* TASK TO CARRY OUT
The word "floor" may appear in some lines of the data; copy every such line.

* THE INPUT
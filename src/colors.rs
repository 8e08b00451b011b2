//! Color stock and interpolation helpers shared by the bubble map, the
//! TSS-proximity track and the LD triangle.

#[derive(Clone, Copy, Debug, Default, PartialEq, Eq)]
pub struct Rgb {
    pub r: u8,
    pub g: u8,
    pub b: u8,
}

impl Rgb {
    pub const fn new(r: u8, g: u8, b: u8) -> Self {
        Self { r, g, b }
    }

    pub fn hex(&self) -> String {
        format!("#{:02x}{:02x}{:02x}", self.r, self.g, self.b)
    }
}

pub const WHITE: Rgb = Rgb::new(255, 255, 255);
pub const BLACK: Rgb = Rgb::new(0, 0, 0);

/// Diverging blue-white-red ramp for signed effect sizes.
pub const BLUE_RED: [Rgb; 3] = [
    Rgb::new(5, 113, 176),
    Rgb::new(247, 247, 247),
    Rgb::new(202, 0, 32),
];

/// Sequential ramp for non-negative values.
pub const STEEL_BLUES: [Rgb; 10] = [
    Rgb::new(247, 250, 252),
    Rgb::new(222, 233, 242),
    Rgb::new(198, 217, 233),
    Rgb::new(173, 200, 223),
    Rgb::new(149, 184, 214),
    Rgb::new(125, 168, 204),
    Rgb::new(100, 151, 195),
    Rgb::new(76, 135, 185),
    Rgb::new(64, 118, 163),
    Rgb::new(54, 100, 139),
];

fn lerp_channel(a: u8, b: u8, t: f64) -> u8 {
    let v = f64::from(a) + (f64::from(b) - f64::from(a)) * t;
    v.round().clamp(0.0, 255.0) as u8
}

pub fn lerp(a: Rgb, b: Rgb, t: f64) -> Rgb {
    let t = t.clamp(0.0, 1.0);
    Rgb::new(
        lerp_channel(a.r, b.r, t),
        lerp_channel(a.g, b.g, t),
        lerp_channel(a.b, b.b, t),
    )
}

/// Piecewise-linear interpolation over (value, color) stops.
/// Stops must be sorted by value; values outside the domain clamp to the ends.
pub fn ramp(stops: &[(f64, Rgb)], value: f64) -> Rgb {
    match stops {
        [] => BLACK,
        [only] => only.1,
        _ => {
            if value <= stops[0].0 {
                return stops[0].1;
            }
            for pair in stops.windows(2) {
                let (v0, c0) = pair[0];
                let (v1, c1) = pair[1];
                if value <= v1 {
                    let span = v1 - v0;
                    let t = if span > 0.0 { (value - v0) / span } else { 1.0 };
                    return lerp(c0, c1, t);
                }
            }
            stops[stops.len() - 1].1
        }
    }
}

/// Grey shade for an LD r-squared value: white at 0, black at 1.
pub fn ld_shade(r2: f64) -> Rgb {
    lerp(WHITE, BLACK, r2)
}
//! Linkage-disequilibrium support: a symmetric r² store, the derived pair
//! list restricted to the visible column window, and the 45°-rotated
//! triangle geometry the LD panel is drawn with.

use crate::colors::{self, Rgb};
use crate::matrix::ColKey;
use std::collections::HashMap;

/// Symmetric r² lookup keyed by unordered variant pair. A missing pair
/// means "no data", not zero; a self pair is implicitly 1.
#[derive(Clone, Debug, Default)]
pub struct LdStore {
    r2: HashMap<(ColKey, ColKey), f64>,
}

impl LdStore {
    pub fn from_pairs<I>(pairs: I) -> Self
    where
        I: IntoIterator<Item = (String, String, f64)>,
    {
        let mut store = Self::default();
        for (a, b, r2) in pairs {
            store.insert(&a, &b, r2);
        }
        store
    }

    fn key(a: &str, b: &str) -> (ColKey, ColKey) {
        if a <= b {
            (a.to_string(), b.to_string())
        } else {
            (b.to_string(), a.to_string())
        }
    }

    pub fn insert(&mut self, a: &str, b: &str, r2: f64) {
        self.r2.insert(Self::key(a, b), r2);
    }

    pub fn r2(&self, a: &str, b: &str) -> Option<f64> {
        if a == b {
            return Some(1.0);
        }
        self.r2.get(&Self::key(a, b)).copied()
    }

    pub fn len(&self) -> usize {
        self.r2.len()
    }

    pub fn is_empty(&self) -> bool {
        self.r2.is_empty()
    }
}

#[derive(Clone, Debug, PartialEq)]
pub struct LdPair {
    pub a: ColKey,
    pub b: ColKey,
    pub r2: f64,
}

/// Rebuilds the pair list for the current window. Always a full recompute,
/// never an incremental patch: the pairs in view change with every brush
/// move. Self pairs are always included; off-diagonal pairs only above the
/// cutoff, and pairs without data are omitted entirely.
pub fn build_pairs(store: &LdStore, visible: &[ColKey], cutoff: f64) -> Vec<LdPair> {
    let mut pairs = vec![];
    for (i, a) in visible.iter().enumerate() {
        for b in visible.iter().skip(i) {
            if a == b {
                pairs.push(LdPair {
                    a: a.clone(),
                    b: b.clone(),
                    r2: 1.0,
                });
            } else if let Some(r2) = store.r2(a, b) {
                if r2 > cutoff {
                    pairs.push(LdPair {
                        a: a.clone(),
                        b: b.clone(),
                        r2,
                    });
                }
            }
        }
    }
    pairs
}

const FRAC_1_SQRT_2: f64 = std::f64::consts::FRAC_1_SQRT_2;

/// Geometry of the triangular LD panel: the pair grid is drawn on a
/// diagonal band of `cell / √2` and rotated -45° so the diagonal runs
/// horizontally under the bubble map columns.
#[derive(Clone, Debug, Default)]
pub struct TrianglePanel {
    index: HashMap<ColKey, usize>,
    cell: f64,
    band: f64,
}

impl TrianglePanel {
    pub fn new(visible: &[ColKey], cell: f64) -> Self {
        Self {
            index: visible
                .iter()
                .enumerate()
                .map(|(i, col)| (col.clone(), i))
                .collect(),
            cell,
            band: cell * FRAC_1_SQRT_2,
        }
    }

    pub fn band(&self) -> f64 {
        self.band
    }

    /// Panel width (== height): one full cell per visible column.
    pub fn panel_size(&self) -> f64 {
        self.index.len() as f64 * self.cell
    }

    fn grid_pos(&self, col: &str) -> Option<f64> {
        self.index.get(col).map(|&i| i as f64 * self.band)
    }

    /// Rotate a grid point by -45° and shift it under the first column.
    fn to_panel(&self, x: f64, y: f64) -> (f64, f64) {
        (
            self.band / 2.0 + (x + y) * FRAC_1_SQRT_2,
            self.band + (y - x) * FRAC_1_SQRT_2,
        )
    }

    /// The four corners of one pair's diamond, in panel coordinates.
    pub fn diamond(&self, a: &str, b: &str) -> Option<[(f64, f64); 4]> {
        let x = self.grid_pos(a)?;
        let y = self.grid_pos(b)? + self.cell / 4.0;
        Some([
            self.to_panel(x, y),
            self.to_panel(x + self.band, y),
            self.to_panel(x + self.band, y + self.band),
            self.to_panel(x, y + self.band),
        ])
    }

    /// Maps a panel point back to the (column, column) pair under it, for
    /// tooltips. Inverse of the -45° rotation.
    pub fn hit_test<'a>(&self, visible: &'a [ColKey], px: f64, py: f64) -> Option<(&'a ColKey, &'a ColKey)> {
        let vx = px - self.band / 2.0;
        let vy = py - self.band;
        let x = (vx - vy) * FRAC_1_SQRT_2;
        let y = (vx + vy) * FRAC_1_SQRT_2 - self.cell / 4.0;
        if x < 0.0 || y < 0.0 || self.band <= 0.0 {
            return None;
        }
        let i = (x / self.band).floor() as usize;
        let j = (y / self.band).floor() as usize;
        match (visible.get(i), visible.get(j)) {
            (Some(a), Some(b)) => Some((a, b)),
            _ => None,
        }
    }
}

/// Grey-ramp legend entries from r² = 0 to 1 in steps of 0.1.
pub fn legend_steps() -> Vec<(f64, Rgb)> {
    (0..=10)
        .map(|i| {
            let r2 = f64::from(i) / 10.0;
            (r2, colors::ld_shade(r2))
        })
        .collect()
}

---

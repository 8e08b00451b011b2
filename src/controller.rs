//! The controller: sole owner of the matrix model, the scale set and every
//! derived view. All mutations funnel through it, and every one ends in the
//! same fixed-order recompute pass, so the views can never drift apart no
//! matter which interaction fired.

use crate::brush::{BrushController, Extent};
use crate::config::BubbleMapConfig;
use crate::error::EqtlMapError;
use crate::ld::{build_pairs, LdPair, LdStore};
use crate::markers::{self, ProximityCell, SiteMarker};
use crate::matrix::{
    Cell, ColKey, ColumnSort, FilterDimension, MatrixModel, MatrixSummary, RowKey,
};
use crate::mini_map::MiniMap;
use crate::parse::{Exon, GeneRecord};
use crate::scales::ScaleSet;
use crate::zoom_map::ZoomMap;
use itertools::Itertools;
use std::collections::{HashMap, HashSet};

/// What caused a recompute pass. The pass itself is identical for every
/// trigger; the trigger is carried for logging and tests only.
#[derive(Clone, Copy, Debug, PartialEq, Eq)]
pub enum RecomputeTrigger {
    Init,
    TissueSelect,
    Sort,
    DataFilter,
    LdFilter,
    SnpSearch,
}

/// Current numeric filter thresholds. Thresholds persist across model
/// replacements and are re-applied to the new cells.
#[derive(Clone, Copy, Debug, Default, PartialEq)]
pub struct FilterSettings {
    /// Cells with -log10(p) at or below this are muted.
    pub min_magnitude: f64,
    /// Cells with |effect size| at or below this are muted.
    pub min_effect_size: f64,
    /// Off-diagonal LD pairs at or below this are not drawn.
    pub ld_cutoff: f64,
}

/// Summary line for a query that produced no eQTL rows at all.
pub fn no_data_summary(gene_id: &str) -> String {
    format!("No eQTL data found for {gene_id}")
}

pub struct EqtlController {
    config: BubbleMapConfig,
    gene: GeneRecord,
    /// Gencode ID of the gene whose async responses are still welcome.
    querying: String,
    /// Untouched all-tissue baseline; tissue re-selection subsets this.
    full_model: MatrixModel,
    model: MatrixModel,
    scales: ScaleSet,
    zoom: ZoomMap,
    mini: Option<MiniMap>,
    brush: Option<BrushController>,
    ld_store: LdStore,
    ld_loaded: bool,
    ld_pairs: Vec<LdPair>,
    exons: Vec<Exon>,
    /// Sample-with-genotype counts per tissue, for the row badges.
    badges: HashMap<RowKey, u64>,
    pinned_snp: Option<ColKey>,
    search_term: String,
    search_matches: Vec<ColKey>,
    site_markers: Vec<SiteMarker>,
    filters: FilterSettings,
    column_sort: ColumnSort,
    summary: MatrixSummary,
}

==

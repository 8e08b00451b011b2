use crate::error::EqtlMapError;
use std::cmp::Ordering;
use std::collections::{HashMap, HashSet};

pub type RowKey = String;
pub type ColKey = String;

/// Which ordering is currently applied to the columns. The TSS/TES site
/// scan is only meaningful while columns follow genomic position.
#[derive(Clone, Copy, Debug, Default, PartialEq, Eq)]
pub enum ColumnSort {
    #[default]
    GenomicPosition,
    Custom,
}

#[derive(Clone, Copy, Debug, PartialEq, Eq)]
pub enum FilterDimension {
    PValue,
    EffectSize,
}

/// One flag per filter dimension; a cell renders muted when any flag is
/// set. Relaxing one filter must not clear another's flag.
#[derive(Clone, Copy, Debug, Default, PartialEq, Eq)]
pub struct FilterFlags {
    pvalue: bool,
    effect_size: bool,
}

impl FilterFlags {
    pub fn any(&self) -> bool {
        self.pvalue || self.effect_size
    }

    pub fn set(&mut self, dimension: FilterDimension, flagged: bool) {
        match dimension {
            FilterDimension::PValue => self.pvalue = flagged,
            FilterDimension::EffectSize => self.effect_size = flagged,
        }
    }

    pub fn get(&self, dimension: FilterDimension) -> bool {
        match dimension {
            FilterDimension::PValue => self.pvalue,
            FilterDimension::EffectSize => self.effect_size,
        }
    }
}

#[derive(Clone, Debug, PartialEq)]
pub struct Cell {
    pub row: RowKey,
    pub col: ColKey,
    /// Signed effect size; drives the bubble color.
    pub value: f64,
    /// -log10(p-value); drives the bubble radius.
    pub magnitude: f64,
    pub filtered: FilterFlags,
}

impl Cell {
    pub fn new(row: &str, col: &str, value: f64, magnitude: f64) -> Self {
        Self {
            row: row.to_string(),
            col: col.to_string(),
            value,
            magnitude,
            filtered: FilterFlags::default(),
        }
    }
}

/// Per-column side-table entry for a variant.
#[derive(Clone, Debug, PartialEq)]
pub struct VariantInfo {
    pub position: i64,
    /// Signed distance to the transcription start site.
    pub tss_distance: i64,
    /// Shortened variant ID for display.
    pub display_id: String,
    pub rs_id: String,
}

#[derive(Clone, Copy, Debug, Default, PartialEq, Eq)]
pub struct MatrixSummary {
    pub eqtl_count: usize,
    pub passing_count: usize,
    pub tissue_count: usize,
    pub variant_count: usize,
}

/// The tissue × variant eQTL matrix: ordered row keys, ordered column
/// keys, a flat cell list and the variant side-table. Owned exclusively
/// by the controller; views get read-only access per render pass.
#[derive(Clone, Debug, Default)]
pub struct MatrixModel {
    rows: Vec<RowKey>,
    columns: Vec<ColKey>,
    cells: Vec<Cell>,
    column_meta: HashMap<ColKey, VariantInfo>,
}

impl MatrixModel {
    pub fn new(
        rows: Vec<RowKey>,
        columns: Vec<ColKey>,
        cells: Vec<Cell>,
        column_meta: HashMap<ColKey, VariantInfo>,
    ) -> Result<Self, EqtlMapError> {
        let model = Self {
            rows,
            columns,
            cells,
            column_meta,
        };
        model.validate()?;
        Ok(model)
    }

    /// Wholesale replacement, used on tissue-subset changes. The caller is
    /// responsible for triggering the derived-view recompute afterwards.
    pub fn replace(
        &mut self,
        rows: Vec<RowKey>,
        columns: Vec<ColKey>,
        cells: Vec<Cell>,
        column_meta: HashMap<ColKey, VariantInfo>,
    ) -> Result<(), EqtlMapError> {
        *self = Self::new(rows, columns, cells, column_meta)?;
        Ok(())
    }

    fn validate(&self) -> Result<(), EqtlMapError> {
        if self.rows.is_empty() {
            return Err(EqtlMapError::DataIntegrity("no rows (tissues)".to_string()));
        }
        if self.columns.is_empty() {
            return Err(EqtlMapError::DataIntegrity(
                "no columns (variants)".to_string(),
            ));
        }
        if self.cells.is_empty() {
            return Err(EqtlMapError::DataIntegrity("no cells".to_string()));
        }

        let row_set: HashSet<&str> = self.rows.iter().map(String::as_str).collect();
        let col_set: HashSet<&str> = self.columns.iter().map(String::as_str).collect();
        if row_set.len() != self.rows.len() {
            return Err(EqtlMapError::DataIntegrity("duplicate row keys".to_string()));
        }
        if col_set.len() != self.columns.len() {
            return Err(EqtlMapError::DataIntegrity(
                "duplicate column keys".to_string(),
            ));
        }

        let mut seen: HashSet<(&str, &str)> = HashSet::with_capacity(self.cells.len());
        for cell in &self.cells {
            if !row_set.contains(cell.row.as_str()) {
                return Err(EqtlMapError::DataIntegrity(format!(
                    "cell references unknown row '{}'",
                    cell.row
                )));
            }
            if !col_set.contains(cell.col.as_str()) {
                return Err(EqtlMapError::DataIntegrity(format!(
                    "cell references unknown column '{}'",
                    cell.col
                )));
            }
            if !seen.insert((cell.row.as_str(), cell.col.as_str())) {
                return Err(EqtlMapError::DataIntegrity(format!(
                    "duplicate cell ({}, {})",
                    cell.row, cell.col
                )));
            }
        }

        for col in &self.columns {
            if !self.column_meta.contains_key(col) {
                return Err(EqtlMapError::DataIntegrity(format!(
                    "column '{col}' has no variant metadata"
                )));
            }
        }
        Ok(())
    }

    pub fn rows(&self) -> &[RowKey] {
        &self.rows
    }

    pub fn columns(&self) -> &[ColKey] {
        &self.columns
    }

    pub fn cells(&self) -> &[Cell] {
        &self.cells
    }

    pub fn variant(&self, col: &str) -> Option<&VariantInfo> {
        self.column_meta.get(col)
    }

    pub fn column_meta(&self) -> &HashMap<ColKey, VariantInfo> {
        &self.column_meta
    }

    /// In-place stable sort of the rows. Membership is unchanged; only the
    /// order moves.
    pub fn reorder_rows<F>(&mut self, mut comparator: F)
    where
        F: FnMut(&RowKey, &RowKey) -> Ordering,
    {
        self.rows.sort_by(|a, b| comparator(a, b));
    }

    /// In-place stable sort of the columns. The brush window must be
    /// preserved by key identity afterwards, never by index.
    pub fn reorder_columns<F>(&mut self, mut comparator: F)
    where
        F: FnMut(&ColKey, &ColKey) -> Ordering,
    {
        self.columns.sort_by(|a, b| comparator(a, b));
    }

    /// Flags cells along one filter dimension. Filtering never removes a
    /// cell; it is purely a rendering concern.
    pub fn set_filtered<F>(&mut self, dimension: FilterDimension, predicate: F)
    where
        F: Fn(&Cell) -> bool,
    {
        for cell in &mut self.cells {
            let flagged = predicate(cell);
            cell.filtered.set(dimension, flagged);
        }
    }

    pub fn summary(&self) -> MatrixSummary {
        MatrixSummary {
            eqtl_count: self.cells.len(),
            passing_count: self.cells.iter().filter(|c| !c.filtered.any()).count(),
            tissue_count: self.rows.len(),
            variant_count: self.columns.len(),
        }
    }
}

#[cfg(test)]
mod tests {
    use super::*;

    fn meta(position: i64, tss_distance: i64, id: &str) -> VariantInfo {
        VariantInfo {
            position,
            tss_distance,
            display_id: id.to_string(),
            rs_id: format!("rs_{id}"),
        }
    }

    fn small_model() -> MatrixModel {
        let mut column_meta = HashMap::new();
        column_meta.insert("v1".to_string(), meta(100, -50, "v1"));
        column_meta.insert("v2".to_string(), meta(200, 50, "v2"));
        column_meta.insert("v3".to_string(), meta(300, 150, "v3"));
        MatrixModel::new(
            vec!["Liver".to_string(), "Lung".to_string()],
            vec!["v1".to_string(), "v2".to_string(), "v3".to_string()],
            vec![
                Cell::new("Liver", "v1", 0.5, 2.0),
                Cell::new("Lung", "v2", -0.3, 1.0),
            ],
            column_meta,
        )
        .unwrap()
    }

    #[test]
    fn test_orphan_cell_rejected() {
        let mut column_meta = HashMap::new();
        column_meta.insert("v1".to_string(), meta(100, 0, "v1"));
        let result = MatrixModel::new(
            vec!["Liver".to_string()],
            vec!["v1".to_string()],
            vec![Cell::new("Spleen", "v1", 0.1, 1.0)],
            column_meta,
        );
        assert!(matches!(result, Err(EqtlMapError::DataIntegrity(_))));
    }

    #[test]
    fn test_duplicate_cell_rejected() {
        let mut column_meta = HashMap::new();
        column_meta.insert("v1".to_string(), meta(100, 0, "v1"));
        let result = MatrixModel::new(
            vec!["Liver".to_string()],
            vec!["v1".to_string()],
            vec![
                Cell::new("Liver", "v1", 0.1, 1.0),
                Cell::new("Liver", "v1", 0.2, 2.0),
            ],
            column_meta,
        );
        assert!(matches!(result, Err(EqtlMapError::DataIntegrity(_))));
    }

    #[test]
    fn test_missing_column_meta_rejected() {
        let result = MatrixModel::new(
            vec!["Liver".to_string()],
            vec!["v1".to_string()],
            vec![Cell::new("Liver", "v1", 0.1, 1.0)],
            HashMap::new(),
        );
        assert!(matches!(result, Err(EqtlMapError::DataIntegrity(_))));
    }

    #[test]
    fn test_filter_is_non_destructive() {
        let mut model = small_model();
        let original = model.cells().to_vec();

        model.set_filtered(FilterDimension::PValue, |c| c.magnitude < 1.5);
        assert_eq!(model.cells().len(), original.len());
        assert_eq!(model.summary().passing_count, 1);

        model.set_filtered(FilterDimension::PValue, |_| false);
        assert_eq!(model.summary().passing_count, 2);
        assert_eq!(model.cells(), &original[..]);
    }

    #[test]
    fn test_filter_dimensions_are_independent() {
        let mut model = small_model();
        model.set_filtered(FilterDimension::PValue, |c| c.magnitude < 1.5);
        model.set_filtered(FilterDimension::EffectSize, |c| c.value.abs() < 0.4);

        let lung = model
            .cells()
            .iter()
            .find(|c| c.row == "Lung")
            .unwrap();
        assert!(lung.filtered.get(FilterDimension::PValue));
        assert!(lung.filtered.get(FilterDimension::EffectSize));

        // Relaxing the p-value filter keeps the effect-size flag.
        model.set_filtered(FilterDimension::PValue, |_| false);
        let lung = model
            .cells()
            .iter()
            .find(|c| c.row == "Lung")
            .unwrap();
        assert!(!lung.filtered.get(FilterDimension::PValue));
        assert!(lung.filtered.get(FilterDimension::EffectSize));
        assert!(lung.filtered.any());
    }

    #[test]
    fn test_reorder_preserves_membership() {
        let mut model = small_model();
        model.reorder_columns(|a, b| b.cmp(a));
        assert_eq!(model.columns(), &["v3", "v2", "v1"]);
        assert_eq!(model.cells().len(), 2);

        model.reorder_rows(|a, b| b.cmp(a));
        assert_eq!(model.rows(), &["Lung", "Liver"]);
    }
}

* OUTPUT FOR THIS EXERCISE
        let i = (x / self.band).floor() as usize;
        let j = (y / self.band).floor() as usize;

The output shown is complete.